Problem requirements: Write out again each line of the material below, unchanged, from the first one to the line that holds "event or pairs".

Source data:

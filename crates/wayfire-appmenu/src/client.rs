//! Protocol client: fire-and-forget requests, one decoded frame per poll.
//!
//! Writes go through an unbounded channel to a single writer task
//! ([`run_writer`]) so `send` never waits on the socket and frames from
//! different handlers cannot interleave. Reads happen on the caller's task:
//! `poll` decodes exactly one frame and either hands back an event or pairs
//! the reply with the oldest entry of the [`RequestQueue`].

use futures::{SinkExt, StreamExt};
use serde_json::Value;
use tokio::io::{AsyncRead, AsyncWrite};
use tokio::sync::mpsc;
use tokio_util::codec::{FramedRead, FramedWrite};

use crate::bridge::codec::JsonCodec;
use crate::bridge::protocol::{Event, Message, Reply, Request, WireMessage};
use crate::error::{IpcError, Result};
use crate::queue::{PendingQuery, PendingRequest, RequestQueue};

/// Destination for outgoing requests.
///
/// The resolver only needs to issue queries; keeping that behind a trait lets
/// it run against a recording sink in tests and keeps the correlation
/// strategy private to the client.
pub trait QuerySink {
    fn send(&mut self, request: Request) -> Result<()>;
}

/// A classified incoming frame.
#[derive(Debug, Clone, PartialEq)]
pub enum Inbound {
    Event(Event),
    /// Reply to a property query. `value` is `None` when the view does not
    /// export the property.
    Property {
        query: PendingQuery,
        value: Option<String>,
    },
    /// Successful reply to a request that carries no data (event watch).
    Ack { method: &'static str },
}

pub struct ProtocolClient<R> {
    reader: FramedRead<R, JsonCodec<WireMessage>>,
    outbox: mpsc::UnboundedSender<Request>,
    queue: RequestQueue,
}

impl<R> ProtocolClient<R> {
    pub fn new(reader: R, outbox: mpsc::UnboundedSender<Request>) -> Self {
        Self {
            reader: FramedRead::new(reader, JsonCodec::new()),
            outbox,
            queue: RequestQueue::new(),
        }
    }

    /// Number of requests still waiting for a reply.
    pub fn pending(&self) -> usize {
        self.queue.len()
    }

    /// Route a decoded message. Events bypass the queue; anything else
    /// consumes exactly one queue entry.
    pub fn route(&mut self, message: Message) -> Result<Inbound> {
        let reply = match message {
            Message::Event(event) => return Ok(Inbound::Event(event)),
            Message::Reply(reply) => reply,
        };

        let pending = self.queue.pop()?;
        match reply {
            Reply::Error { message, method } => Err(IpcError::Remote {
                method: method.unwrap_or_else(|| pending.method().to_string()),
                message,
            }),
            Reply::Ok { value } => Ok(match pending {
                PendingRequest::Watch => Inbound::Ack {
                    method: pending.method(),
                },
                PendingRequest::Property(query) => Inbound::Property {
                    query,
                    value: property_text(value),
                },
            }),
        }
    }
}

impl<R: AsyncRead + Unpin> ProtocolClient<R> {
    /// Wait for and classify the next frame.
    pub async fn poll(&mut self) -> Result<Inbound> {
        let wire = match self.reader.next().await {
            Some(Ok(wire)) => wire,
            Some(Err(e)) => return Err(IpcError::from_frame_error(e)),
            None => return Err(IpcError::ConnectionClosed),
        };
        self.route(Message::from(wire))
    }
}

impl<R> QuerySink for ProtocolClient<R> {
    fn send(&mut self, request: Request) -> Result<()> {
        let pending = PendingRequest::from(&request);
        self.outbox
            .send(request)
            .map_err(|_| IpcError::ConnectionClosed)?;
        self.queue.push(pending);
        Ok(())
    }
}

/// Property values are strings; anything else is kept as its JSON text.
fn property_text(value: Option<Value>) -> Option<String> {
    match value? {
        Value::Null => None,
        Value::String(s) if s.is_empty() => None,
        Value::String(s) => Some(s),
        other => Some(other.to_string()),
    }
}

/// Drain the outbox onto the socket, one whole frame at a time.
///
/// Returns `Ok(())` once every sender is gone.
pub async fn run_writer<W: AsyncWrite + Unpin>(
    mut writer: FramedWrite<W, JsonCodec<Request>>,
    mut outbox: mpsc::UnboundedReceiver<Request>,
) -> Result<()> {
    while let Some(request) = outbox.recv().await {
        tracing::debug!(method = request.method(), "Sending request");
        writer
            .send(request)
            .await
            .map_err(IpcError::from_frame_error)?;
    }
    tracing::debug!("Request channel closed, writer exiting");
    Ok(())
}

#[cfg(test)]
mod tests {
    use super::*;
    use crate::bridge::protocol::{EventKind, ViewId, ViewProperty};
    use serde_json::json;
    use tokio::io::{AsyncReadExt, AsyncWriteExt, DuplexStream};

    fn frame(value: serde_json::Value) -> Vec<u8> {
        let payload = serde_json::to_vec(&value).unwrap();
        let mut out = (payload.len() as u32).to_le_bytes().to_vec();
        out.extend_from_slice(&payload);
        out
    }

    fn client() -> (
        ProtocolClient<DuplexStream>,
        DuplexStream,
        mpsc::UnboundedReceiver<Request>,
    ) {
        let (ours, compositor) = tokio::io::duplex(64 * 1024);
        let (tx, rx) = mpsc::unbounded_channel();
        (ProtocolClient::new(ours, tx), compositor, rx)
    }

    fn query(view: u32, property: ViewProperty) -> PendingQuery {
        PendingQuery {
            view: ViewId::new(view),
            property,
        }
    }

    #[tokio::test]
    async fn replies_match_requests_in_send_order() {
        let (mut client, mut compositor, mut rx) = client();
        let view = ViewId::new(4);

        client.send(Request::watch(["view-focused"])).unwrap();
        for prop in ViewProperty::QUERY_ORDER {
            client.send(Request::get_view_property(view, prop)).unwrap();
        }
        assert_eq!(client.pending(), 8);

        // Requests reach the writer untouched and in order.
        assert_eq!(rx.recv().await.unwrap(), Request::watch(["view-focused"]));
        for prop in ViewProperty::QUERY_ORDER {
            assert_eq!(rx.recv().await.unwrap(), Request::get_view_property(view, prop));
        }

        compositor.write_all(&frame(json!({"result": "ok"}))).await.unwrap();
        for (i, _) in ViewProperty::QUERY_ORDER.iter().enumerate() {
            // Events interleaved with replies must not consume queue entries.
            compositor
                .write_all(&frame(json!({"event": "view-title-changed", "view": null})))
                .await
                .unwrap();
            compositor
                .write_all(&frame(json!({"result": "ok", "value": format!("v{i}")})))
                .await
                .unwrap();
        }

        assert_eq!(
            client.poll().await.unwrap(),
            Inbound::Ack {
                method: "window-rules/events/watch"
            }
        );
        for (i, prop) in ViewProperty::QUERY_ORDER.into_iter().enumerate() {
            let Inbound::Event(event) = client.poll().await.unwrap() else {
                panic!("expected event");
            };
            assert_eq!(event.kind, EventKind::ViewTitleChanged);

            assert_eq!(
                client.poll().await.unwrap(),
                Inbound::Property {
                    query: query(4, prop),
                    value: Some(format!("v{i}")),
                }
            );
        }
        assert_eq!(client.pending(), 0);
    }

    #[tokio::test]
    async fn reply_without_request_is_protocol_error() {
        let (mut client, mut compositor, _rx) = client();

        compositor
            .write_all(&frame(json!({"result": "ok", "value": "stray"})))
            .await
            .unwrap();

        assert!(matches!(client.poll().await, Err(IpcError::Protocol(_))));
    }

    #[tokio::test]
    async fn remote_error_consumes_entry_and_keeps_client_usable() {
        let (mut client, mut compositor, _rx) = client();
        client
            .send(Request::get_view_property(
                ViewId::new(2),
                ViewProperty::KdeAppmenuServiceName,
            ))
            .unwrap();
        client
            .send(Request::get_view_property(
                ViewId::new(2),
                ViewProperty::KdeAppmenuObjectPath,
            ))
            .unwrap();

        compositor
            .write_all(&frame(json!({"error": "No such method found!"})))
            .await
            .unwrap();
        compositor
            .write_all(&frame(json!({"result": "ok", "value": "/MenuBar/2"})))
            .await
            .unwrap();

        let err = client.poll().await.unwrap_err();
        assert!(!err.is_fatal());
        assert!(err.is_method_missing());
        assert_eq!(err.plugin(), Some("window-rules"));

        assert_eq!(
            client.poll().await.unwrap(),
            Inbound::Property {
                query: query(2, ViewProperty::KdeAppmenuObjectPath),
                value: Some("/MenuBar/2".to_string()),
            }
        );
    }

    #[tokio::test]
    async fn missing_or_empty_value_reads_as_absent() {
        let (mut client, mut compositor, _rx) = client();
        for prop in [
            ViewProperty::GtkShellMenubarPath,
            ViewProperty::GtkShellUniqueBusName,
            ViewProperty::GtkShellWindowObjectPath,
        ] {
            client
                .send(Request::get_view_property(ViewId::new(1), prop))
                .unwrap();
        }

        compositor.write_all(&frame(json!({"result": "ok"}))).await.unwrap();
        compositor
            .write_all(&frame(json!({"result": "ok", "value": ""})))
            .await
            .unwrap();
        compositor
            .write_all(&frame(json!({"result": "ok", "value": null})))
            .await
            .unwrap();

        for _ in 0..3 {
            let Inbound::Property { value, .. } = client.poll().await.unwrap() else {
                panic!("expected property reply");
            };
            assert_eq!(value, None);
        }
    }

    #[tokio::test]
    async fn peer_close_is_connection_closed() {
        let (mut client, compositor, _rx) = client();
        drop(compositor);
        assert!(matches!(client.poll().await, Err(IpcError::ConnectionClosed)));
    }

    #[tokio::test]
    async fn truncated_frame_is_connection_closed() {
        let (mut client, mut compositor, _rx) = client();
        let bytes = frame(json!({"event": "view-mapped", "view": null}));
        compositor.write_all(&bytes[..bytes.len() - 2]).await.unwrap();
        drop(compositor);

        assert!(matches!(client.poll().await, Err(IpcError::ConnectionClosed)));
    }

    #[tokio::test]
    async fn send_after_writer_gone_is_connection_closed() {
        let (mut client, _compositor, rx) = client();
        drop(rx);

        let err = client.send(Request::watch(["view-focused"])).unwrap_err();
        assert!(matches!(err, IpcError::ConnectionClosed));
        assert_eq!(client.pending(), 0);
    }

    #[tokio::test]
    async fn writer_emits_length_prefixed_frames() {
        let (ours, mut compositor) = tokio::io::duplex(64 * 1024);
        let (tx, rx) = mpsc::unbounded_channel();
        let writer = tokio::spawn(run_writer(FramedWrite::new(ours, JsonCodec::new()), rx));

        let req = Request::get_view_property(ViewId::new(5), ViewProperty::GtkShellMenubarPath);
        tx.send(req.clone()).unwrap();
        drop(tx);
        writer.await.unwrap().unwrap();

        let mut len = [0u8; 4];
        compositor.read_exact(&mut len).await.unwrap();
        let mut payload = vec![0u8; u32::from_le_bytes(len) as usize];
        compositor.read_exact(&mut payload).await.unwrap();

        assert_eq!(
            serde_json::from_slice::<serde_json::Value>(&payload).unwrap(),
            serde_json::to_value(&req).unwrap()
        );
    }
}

Response area:
filename crates/wayfire-appmenu/src/client.rs
//! Protocol client: fire-and-forget requests, one decoded frame per poll.
//!
//! Writes go through an unbounded channel to a single writer task
//! ([`run_writer`]) so `send` never waits on the socket and frames from
//! different handlers cannot interleave. Reads happen on the caller's task:
//! `poll` decodes exactly one frame and either hands back an event or pairs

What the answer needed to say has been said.